Em matéria fiscal sou bem mais conservador do que o actual PSD por mais que este exija que o Estado seja tratado no Talon, sempre aqui defendi que os défices devem ser uma excepção e os meus valores não se aplicam ao governo da República, não admite excepções para a Madeira. Mas enquanto Pedro Passos Coelho criticava os cortes dos apoios sociais ou exigia orçamentos que apostassem no crescimento eu defendi aqui que eram necessárias medidas de redução da despesa. Aliás, a posição de Passos Coelho em relação aos orçamentos é curiosa pois critica-os sempre por não apostarem no crescimento e depois defende cortes nas despesas correntes e põe em causa todos os investimentos públicos.
Pessoalmente não sou a favor da gratuitidade do SNS, essa gratuitidade quase total gera deseconomias no sistema que são mais do que evidentes e que combinadas com a ausência de combate ao desperdício leva a que a despesa da saúde se torne incontrolável. É por isso que fui a favor das taxas moderadoras nas cirurgias mas Passos Coelho foi contra, fui a favor do fim da manutenção de serviços arcaicos a par de hospitais modernos mas Pedro Passos Coelho foi contra.

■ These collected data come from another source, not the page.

//! Loopback servers shared by the network-facing tests.

use futures_util::SinkExt;
use parking_lot::Mutex;
use std::sync::Arc;
use tokio::io::{AsyncReadExt, AsyncWriteExt};
use tokio::net::{TcpListener, TcpStream};
use tokio::task::JoinHandle;
use tokio_tungstenite::{accept_async, tungstenite::Message};

/// Request bodies captured by [`spawn_json_server`].
pub(crate) type Requests = Arc<Mutex<Vec<String>>>;

/// Serve `body` with `status` to every HTTP request on an ephemeral port.
///
/// Returns the base URL (`http://127.0.0.1:<port>`), the captured request
/// bodies, and the server task.
pub(crate) async fn spawn_json_server(
    status: u16,
    body: &'static str,
) -> (String, Requests, JoinHandle<()>) {
    let listener = TcpListener::bind("127.0.0.1:0").await.unwrap();
    let url = format!("http://{}", listener.local_addr().unwrap());
    let requests = Requests::default();

    let captured = requests.clone();
    let task = tokio::spawn(async move {
        loop {
            let Ok((stream, _)) = listener.accept().await else {
                return;
            };
            let captured = captured.clone();
            tokio::spawn(async move {
                if let Some(request_body) = respond(stream, status, body).await {
                    captured.lock().push(request_body);
                }
            });
        }
    });

    (url, requests, task)
}

async fn respond(mut stream: TcpStream, status: u16, body: &str) -> Option<String> {
    let mut buf = Vec::new();
    let mut chunk = [0u8; 1024];

    let header_end = loop {
        let n = stream.read(&mut chunk).await.ok()?;
        if n == 0 {
            return None;
        }
        buf.extend_from_slice(&chunk[..n]);
        if let Some(pos) = buf.windows(4).position(|w| w == b"\r\n\r\n") {
            break pos + 4;
        }
    };

    let headers = String::from_utf8_lossy(&buf[..header_end]).to_ascii_lowercase();
    let content_length = headers
        .lines()
        .find_map(|line| line.strip_prefix("content-length:"))
        .and_then(|value| value.trim().parse::<usize>().ok())
        .unwrap_or(0);

    while buf.len() < header_end + content_length {
        let n = stream.read(&mut chunk).await.ok()?;
        if n == 0 {
            break;
        }
        buf.extend_from_slice(&chunk[..n]);
    }
    let request_body = String::from_utf8_lossy(&buf[header_end..]).to_string();

    let response = format!(
        "HTTP/1.1 {} Test\r\nContent-Type: application/json\r\nContent-Length: {}\r\nConnection: close\r\n\r\n{}",
        status,
        body.len(),
        body
    );
    stream.write_all(response.as_bytes()).await.ok()?;
    stream.shutdown().await.ok()?;
    Some(request_body)
}

/// Accept one WebSocket client, send `frames` as text, then close.
///
/// Returns the `ws://` URL and the server task.
pub(crate) async fn spawn_ws_server(frames: Vec<&'static str>) -> (String, JoinHandle<()>) {
    let listener = TcpListener::bind("127.0.0.1:0").await.unwrap();
    let url = format!("ws://{}/ws/fall", listener.local_addr().unwrap());

    let task = tokio::spawn(async move {
        let (stream, _) = listener.accept().await.unwrap();
        let mut ws = accept_async(stream).await.unwrap();
        for frame in frames {
            ws.send(Message::Text(frame.into())).await.unwrap();
        }
        let _ = ws.close(None).await;
    });

    (url, task)
}

/// A port nothing listens on.
pub(crate) async fn closed_port() -> u16 {
    let listener = TcpListener::bind("127.0.0.1:0").await.unwrap();
    listener.local_addr().unwrap().port()
}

A direita portuguesa divide-se entre o intervencionismo herdeiro do corporativismo e o liberalismo oportunista. Quando governa e é intervencionista veste a capa recorrendo a privatizações que depois se revelam oportunista, os bancos são para os amigos e tornam-se fonte de apoio financeiro ao poder, as televisões privadas são entregues à direita para a ajudar a manter ou a recuperar o poder, como temos visto nos últimos tempos. Quando é liberal torna-se oportunista acabando por ser mais intervencionista que qualquer URSS, transforma os monopólios públicos em empresas privadas sem risco nos negócios num mercado monopolista ou oligopolista que desvia a riqueza dos portugueses para uns quantos privilegiados.
É por isso que Pedro Passos Coelho não me convence, por detrás de cada uma das suas propostas é fácil ver os interessados a espreitar, e os interessados não são os doentes que vão ao SN, os desempregados ou os alunos das escolas públicas que gostariam de andar em escolas privadas. São os interesses do costume. Ainda não é desta que a direita me convenceu.